Renal function in children with sickle cell anemia

Background: Patients with sickle cell anemia have various forms of renal dysfunction. Subjects, materials and methods: The purpose of this study is to demonstrate the abnormalities of HbSS patients' renal function in childhood. Renal function studies were performed in 55 patients with homozygote sickle cell anemia and compared with 13 healthy children. The blood and timed urine samples were obtained for hematological and biochemical determinations. Results: Mean serum creatinine, sodium, phosphorus and calcium levels were not statistically different between patients and controls. Mean serum potassium and uric acid levels were significantly higher in patients than in controls.

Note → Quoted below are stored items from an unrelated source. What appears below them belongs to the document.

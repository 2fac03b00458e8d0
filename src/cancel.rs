//! Cooperative cancellation.
//!
//! Tokens are polled once per outer DP iteration (once per column, or per
//! element for Hamming), never mid-inner-loop, so the worst-case latency
//! between requesting cancellation and the call unwinding is one column's
//! worth of work. All DP state is call-local, so nothing leaks on the way
//! out.

use std::sync::atomic::{AtomicBool, Ordering};
use std::sync::Arc;

use crate::error::DistanceError;

/// A cloneable flag that a caller can raise to abort an in-flight
/// computation.
///
/// [`CancellationToken::none`] (also the `Default`) can never be cancelled
/// and costs nothing to poll.
///
/// # Examples
///
/// ```
/// use seqdist::CancellationToken;
///
/// let token = CancellationToken::new();
/// assert!(!token.is_cancelled());
/// token.cancel();
/// assert!(token.is_cancelled());
/// ```
#[derive(Clone, Debug, Default)]
pub struct CancellationToken {
    flag: Option<Arc<AtomicBool>>,
}

impl CancellationToken {
    /// A token that can later be cancelled via [`cancel`](Self::cancel),
    /// from this handle or any clone of it.
    pub fn new() -> CancellationToken {
        CancellationToken {
            flag: Some(Arc::new(AtomicBool::new(false))),
        }
    }

    /// A token that is never cancelled.
    pub fn none() -> CancellationToken {
        CancellationToken { flag: None }
    }

    /// Requests cancellation. A no-op on [`none`](Self::none) tokens.
    pub fn cancel(&self) {
        if let Some(flag) = &self.flag {
            flag.store(true, Ordering::Relaxed);
        }
    }

    /// Whether cancellation has been requested.
    pub fn is_cancelled(&self) -> bool {
        self.flag
            .as_ref()
            .map_or(false, |flag| flag.load(Ordering::Relaxed))
    }

    /// Checkpoint used by the engines.
    pub(crate) fn bail_if_cancelled(&self) -> Result<(), DistanceError> {
        if self.is_cancelled() {
            Err(DistanceError::Cancelled)
        } else {
            Ok(())
        }
    }
}
//! True Damerau-Levenshtein distance, Lowrance-Wagner formulation.
//!
//! Unlike the restricted family this transposition reaches arbitrarily far
//! back in the matrix, so the rolling-row trick does not apply: the engine
//! keeps the full `(m + 2) x (n + 2)` matrix, with sentinel borders set to
//! `m + n` so no minimisation can take a zero-cost shortcut through the
//! edge, plus a last-seen-column map over the first operand's elements.

use fnv::{FnvHashMap, FnvHasher};
use std::hash::Hasher;

use crate::cancel::CancellationToken;
use crate::compare::Comparator;
use crate::error::DistanceError;
use crate::metrics::Resolution;
use crate::range::{BoundedRange, RangeCheck};

/// Last column (1-based) where each distinct element of `x` occurred.
///
/// Keyed through the caller's comparator: bucketed by the comparator's hash,
/// resolved within a bucket by the comparator's equality. Entries store an
/// index into `x` instead of the element itself, so `T` needs no `Clone`.
struct LastSeen<'a, T, C> {
    x: &'a [T],
    comparator: &'a C,
    buckets: FnvHashMap<u64, Vec<Entry>>,
}

struct Entry {
    /// Index into `x` of the bucket entry's representative element.
    index: usize,
    /// 1-based column where that element was last seen.
    column: usize,
}

impl<'a, T, C: Comparator<T>> LastSeen<'a, T, C> {
    fn new(x: &'a [T], comparator: &'a C) -> LastSeen<'a, T, C> {
        LastSeen {
            x,
            comparator,
            buckets: FnvHashMap::default(),
        }
    }

    fn hash_of(&self, value: &T) -> u64 {
        let mut hasher = FnvHasher::default();
        self.comparator.hash(value, &mut hasher);
        hasher.finish()
    }

    /// Last column where an element equal to `value` occurred, 0 if never.
    fn get(&self, value: &T) -> usize {
        let (x, comparator) = (self.x, self.comparator);
        self.buckets.get(&self.hash_of(value)).map_or(0, |bucket| {
            bucket
                .iter()
                .find(|entry| comparator.eq(&x[entry.index], value))
                .map_or(0, |entry| entry.column)
        })
    }

    /// Records that column `column` (1-based) holds `x[column - 1]`.
    fn record(&mut self, column: usize) {
        let x = self.x;
        let value = &x[column - 1];
        let hash = self.hash_of(value);
        let comparator = self.comparator;
        let bucket = self.buckets.entry(hash).or_default();
        match bucket
            .iter_mut()
            .find(|entry| comparator.eq(&x[entry.index], value))
        {
            Some(entry) => entry.column = column,
            None => bucket.push(Entry {
                index: column - 1,
                column,
            }),
        }
    }
}

pub(crate) fn run<T, C: Comparator<T>>(
    x: &[T],
    y: &[T],
    range: &BoundedRange,
    comparator: &C,
    token: &CancellationToken,
) -> Result<Resolution, DistanceError> {
    let m = x.len();
    let n = y.len();
    if m == 0 {
        return Ok(Resolution::Exact(n));
    }
    if n == 0 {
        return Ok(Resolution::Exact(m));
    }

    // Sentinel larger than any real distance.
    let max_dist = m + n;

    // One flat allocation, stride n + 2: matrix[i][j] = flat[i * stride + j].
    let stride = n + 2;
    let mut flat = vec![0usize; (m + 2) * stride];
    flat[0] = max_dist;
    for i in 0..=m {
        flat[(i + 1) * stride] = max_dist;
        flat[(i + 1) * stride + 1] = i;
    }
    for j in 0..=n {
        flat[j + 1] = max_dist;
        flat[stride + j + 1] = j;
    }

    let mut last_seen = LastSeen::new(x, comparator);

    for i in 1..=m {
        token.bail_if_cancelled()?;

        // Last row in this column where x[i - 1] matched, 0 so far.
        let mut match_row = 0usize;
        let mut best = i;
        for j in 1..=n {
            let k = last_seen.get(&y[j - 1]);
            let l = match_row;
            let cost = if comparator.eq(&x[i - 1], &y[j - 1]) {
                match_row = j;
                0
            } else {
                1
            };

            let diagonal = flat[i * stride + j] + cost;
            let deletion = flat[(i + 1) * stride + j] + 1;
            let insertion = flat[i * stride + j + 1] + 1;
            // Swap x[k - 1] with x[i - 1], paying for everything in between.
            // When k or l is 0 the sentinel border makes this arm a no-op.
            let transposition = flat[k * stride + l] + (i - k - 1) + 1 + (j - l - 1);

            let cell = diagonal.min(deletion).min(insertion).min(transposition);
            flat[(i + 1) * stride + j + 1] = cell;
            best = best.min(cell);
        }

        if range.probe(best as i64) == RangeCheck::AboveRange {
            return Ok(Resolution::OutOfRange(best));
        }

        last_seen.record(i);
    }

    Ok(Resolution::Exact(flat[(m + 1) * stride + n + 1]))
}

Mean tubular phosphate reabsorption (p < 0.001) and fractional excretion of potassium (p < 0.05 ) were lower in patients than in the control. There were no significant differences in fractional excretion of sodium and uric acid between patients and controls. Patients had significantly higher urine pH and significantly lower specific gravity and osmolality than controls. Also, there were no significant differences in urinary protein/ creatinine, urinary N-acetyl-β-D-glucosaminidase/creatinine and urinary malondial-dehyde/creatinine between patients and controls. Conclusion: Thus, significant proximal tubular dysfunction is not a common feature but distal tubular abnormality is the most consistent renal functional derangement of patients with SCA in childhood.